Stored items
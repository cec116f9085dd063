use crate::model::{RunRecord, RunStatus, TrackerEvent};
use ratatui::style::{Color, Style};
use ratatui::text::{Line, Span};

/// UI-side view of the run. Owned by the UI thread only.
#[derive(Debug, Default)]
pub struct UiState {
    pub tab: usize,
    pub status: RunStatus,
    pub info: String,
    pub error: Option<String>,
    pub source: String,

    pub elapsed_ms: u64,
    pub distance_km: f64,
    pub current_pace: f64,
    pub elevation_gain_m: f64,
    pub current_speed_mps: f64,
    pub sample_count: usize,

    /// Speed in cm/s, for the sparkline.
    pub speed_series: Vec<u64>,
    // (seconds of active time, value)
    pub speed_points: Vec<(f64, f64)>,
    pub distance_points: Vec<(f64, f64)>,

    pub last_record: Option<RunRecord>,
    pub last_exported_path: Option<String>,
}

impl UiState {
    fn push_series(series: &mut Vec<u64>, v: u64) {
        const MAX: usize = 120;
        series.push(v);
        if series.len() > MAX {
            let _ = series.drain(0..(series.len() - MAX));
        }
    }

    fn push_point(points: &mut Vec<(f64, f64)>, x: f64, y: f64) {
        const MAX: usize = 3600; // an hour at 1 Hz
        points.push((x, y));
        if points.len() > MAX {
            let _ = points.drain(0..(points.len() - MAX));
        }
    }

    fn clear_run(&mut self) {
        self.error = None;
        self.elapsed_ms = 0;
        self.distance_km = 0.0;
        self.current_pace = 0.0;
        self.elevation_gain_m = 0.0;
        self.current_speed_mps = 0.0;
        self.sample_count = 0;
        self.speed_series.clear();
        self.speed_points.clear();
        self.distance_points.clear();
    }

    pub fn apply_event(&mut self, ev: TrackerEvent) {
        match ev {
            TrackerEvent::StatusChanged { status } => {
                match (self.status, status) {
                    (RunStatus::Idle, RunStatus::Running) => {
                        self.clear_run();
                        self.last_record = None;
                    }
                    (_, RunStatus::Idle) => {
                        self.clear_run();
                        self.last_record = None;
                        self.last_exported_path = None;
                    }
                    _ => {}
                }
                self.status = status;
                self.info = format!("Run {status}");
            }
            TrackerEvent::Sample { snapshot } => {
                let t = snapshot.elapsed_ms as f64 / 1000.0;
                Self::push_series(
                    &mut self.speed_series,
                    (snapshot.current_speed_mps * 100.0).round() as u64,
                );
                Self::push_point(&mut self.speed_points, t, snapshot.current_speed_mps);
                Self::push_point(&mut self.distance_points, t, snapshot.distance_km);

                self.elapsed_ms = snapshot.elapsed_ms;
                self.distance_km = snapshot.distance_km;
                self.current_pace = snapshot.current_pace;
                self.elevation_gain_m = snapshot.elevation_gain_m;
                self.current_speed_mps = snapshot.current_speed_mps;
                self.sample_count = snapshot.sample_count;
                self.error = snapshot.error;
            }
            TrackerEvent::Tick { elapsed_ms } => {
                self.elapsed_ms = elapsed_ms;
            }
            TrackerEvent::LocationError { message } => {
                self.info = "Location unavailable; time is still recorded".into();
                self.error = Some(message);
            }
            TrackerEvent::Info(info) => {
                self.info = info.to_message();
            }
            TrackerEvent::Finished { record } => {
                self.elapsed_ms = record.duration_sec * 1000;
                self.last_record = Some(*record);
            }
        }
    }

    pub fn status_line(&self) -> Line<'static> {
        let color = match self.status {
            RunStatus::Idle => Color::Gray,
            RunStatus::Running => Color::Green,
            RunStatus::Paused => Color::Yellow,
            RunStatus::Finished => Color::Cyan,
        };
        Line::from(vec![
            Span::styled("Status:", Style::default().fg(Color::Gray)),
            Span::raw(" "),
            Span::styled(self.status.to_string().to_uppercase(), Style::default().fg(color)),
            Span::raw("  "),
            Span::styled("Source:", Style::default().fg(Color::Gray)),
            Span::raw(" "),
            Span::raw(self.source.clone()),
            Span::raw("  "),
            Span::styled("Readings:", Style::default().fg(Color::Gray)),
            Span::raw(format!(" {}", self.sample_count)),
        ])
    }
}
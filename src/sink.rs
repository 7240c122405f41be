//! Encoding the blended image to disk.

use std::fs::File;
use std::io::{BufWriter, Write};
use std::path::Path;

use image::codecs::jpeg::JpegEncoder;
use image::codecs::png::PngEncoder;
use image::{ImageFormat, RgbImage};

use crate::error::Result;

/// JPEG quality used for lossy output.
pub const JPEG_QUALITY: u8 = 100;

/// Supported output encodings.
#[derive(Debug, Clone, Copy, PartialEq, Eq)]
pub enum OutputFormat {
    /// Lossy JPEG (`.jpg`).
    Jpeg,
    /// Lossless PNG (`.png`).
    Png,
}

impl OutputFormat {
    /// Match a file extension, case-insensitively.
    #[must_use]
    pub fn from_extension(ext: &str) -> Option<Self> {
        match ext.to_lowercase().as_str() {
            "jpg" => Some(Self::Jpeg),
            "png" => Some(Self::Png),
            _ => None,
        }
    }

    /// The `image` crate format this maps to.
    #[must_use]
    pub fn image_format(self) -> ImageFormat {
        match self {
            Self::Jpeg => ImageFormat::Jpeg,
            Self::Png => ImageFormat::Png,
        }
    }
}

/// Save an RGB image with format-specific quality settings.
///
/// Missing parent directories are created first. If encoding or flushing
/// fails, a file created by this call is removed again.
///
/// # Errors
///
/// Returns an error if creating, encoding or flushing the file fails.
pub fn save_image(img: &RgbImage, path: &Path, format: OutputFormat) -> Result<()> {
    if let Some(parent) = path.parent() {
        if !parent.as_os_str().is_empty() && !parent.exists() {
            std::fs::create_dir_all(parent)?;
        }
    }

    let existed = path.exists();
    if let Err(e) = write_encoded(img, path, format) {
        if !existed && path.exists() {
            if let Err(rm) = std::fs::remove_file(path) {
                log::warn!("failed to remove partial output {}: {rm}", path.display());
            }
        }
        return Err(e);
    }

    log::info!("wrote {} ({format:?})", path.display());
    Ok(())
}

fn write_encoded(img: &RgbImage, path: &Path, format: OutputFormat) -> Result<()> {
    let mut writer = BufWriter::new(File::create(path)?);
    match format {
        OutputFormat::Jpeg => {
            let mut encoder = JpegEncoder::new_with_quality(&mut writer, JPEG_QUALITY);
            encoder.encode_image(img)?;
        }
        OutputFormat::Png => {
            img.write_with_encoder(PngEncoder::new(&mut writer))?;
        }
    }
    writer.flush()?;
    Ok(())
}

■ INSTRUCTIONS TO FOLLOW
Set down the lines of the records exactly, from the first one through the line containing "active time, value)", and add nothing else.

■ SOLUTION TO THIS PROBLEM
repository cec116f9085dd063
use crate::model::{RunRecord, RunStatus, TrackerEvent};
use ratatui::style::{Color, Style};
use ratatui::text::{Line, Span};

/// UI-side view of the run. Owned by the UI thread only.
#[derive(Debug, Default)]
pub struct UiState {
    pub tab: usize,
    pub status: RunStatus,
    pub info: String,
    pub error: Option<String>,
    pub source: String,

    pub elapsed_ms: u64,
    pub distance_km: f64,
    pub current_pace: f64,
    pub elevation_gain_m: f64,
    pub current_speed_mps: f64,
    pub sample_count: usize,

    /// Speed in cm/s, for the sparkline.
    pub speed_series: Vec<u64>,
    // (seconds of active time, value)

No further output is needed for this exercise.